In the latter part of 1862, the policy of Daud Pasha of Lebanon became more liberal. He appointed an Englishman chief of police and a Syrian Protestant, Mr. Naameh Tabet, to a secretaryship. From this time onward, Protestantism in Lebanon was at rest from the open assault of the ecclesiastics. Mr. Hanna Shekkoor was made kadi of the Protestant sect in Lebanon. The pasha issued peremptory orders for the construction of cemeteries in all the towns of Lebanon. Up to that time burials had taken place in plots adjoining the churches in the villages and, on each new interment, the bones of those previously buried were thrown out upon the surface to be exposed and trodden upon, and in every village skulls and bones were visible in the little burial places. The pasha forbade burying twice in the same grave.

On December 26th I addressed one hundred and twenty children at the Christmas festival of Mrs. Bowen Thompson's schools, and the same day over a hundred Arab orphan girls at the Prussian Deaconesses' Orphan House. As Mr.
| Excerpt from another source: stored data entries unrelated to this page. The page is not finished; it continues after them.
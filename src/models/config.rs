//! Configuration module
//!
//! The process environment is read exactly once, in [`AppConfig::from_env`].
//! Provider clients only ever see the resulting [`ProviderConfig`], so tests
//! can point them at mock servers without touching env vars.

use std::time::Duration;
use tracing::info;

use crate::utils::constants::{
    COINGECKO_API_URL, DEFAULT_HOST, DEFAULT_PORT, ETHERSCAN_API_URL, MESSARI_API_URL,
    PLACEHOLDER_API_KEY, UPSTREAM_TIMEOUT,
};

/// Upstream endpoints and credentials injected into the provider clients
#[derive(Debug, Clone)]
pub struct ProviderConfig {
    pub coingecko_url: String,
    pub etherscan_url: String,
    pub messari_url: String,
    /// Etherscan key; enrichment is skipped entirely without it
    pub etherscan_api_key: Option<String>,
    /// Messari key; requests go out unauthenticated without it
    pub messari_api_key: Option<String>,
    /// Per-call ceiling, single attempt
    pub timeout: Duration,
}

impl Default for ProviderConfig {
    fn default() -> Self {
        Self {
            coingecko_url: COINGECKO_API_URL.to_string(),
            etherscan_url: ETHERSCAN_API_URL.to_string(),
            messari_url: MESSARI_API_URL.to_string(),
            etherscan_api_key: None,
            messari_api_key: None,
            timeout: UPSTREAM_TIMEOUT,
        }
    }
}

/// Full application configuration
#[derive(Debug, Clone)]
pub struct AppConfig {
    pub host: String,
    pub port: u16,
    pub providers: ProviderConfig,
    /// Only reported by `/test`; no database is used
    pub database_url: Option<String>,
    /// Only reported by `/test`; no database is used
    pub database_name: Option<String>,
}

impl Default for AppConfig {
    fn default() -> Self {
        Self {
            host: DEFAULT_HOST.to_string(),
            port: DEFAULT_PORT,
            providers: ProviderConfig::default(),
            database_url: None,
            database_name: None,
        }
    }
}

impl AppConfig {
    /// Build configuration from the process environment
    pub fn from_env() -> Self {
        Self::from_lookup(|key| std::env::var(key).ok())
    }

    /// Build configuration from an arbitrary key lookup
    pub fn from_lookup<F>(lookup: F) -> Self
    where
        F: Fn(&str) -> Option<String>,
    {
        let defaults = ProviderConfig::default();
        let providers = ProviderConfig {
            coingecko_url: non_empty(lookup("COINGECKO_API_URL")).unwrap_or(defaults.coingecko_url),
            etherscan_url: non_empty(lookup("ETHERSCAN_API_URL")).unwrap_or(defaults.etherscan_url),
            messari_url: non_empty(lookup("MESSARI_API_URL")).unwrap_or(defaults.messari_url),
            etherscan_api_key: api_key(lookup("ETHERSCAN_API_KEY")),
            messari_api_key: api_key(lookup("MESSARI_API_KEY")),
            timeout: defaults.timeout,
        };

        // Keys are NEVER logged
        if providers.etherscan_api_key.is_some() {
            info!("🔑 ETHERSCAN_API_KEY configured (key hidden)");
        }
        if providers.messari_api_key.is_some() {
            info!("🔑 MESSARI_API_KEY configured (key hidden)");
        }

        Self {
            host: non_empty(lookup("HOST")).unwrap_or_else(|| DEFAULT_HOST.to_string()),
            port: lookup("PORT")
                .and_then(|p| p.trim().parse().ok())
                .unwrap_or(DEFAULT_PORT),
            providers,
            database_url: non_empty(lookup("DATABASE_URL")),
            database_name: non_empty(lookup("DATABASE_NAME")),
        }
    }
}

fn non_empty(value: Option<String>) -> Option<String> {
    value.filter(|v| !v.trim().is_empty())
}

fn api_key(value: Option<String>) -> Option<String> {
    non_empty(value).filter(|k| k != PLACEHOLDER_API_KEY)
}

#[cfg(test)]
mod tests {
    use super::*;
    use std::collections::HashMap;

    fn config_from(pairs: &[(&str, &str)]) -> AppConfig {
        let env: HashMap<String, String> = pairs
            .iter()
            .map(|(k, v)| (k.to_string(), v.to_string()))
            .collect();
        AppConfig::from_lookup(|key| env.get(key).cloned())
    }

    #[test]
    fn test_defaults() {
        let config = config_from(&[]);
        assert_eq!(config.port, 8000);
        assert_eq!(config.host, "0.0.0.0");
        assert_eq!(config.providers.coingecko_url, COINGECKO_API_URL);
        assert!(config.providers.etherscan_api_key.is_none());
        assert_eq!(config.providers.timeout, Duration::from_secs(15));
    }

    #[test]
    fn test_port_and_keys() {
        let config = config_from(&[
            ("PORT", "9100"),
            ("ETHERSCAN_API_KEY", "abc"),
            ("MESSARI_API_KEY", ""),
            ("DATABASE_NAME", "crypto"),
        ]);
        assert_eq!(config.port, 9100);
        assert_eq!(config.providers.etherscan_api_key.as_deref(), Some("abc"));
        assert!(config.providers.messari_api_key.is_none());
        assert_eq!(config.database_name.as_deref(), Some("crypto"));
        assert!(config.database_url.is_none());
    }

    #[test]
    fn test_placeholder_key_is_unset() {
        let config = config_from(&[("ETHERSCAN_API_KEY", "YOUR_API_KEY")]);
        assert!(config.providers.etherscan_api_key.is_none());
    }

    #[test]
    fn test_invalid_port_falls_back() {
        let config = config_from(&[("PORT", "not-a-port")]);
        assert_eq!(config.port, 8000);
    }
}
Hurter was absent, I had all the secular work; press accounts, post-office, purchasing, customs house, shipping and receiving goods, besides Arabic preaching. Mr. Bliss had gone to America but Mr. Bird had returned to Lebanon and we had the cheering news that brother Samuel Jessup was on his way to Syria and Mr. W. W. Eddy would return in the spring, and thus our ranks be full

again. At the close of 1862, the mission had six stations: Beirut, Abeih, Suk el Gharb, Sidon and Hasbeiya, Hums, Tripoli, and two outstations. There were nine missionaries, Dr. Thomson, Dr. Van Dyck, Mr. H. A. Jessup, Mr. Calhoun, Mr. Bird, Mr. Ford, Mr. Lyons (Mr. Bliss and Mr. Eddy in the United States), and Mr. Hurter, printer; five native preachers and sixteen teachers. Petitions for schools poured in from all parts of the land. The Sunday-school and Bible classes were full of interest. The pocket edition of the New Testament of five thousand copies was speedily exhausted and one thousand two hundred and thirty four copies of the other edition sold. A number of copies of the uncompleted Old Testament translation were subscribed for, the sheets being taken as they issued from the press. There were new zeal and interest in the native churches and the outlook was more encouraging than ever before.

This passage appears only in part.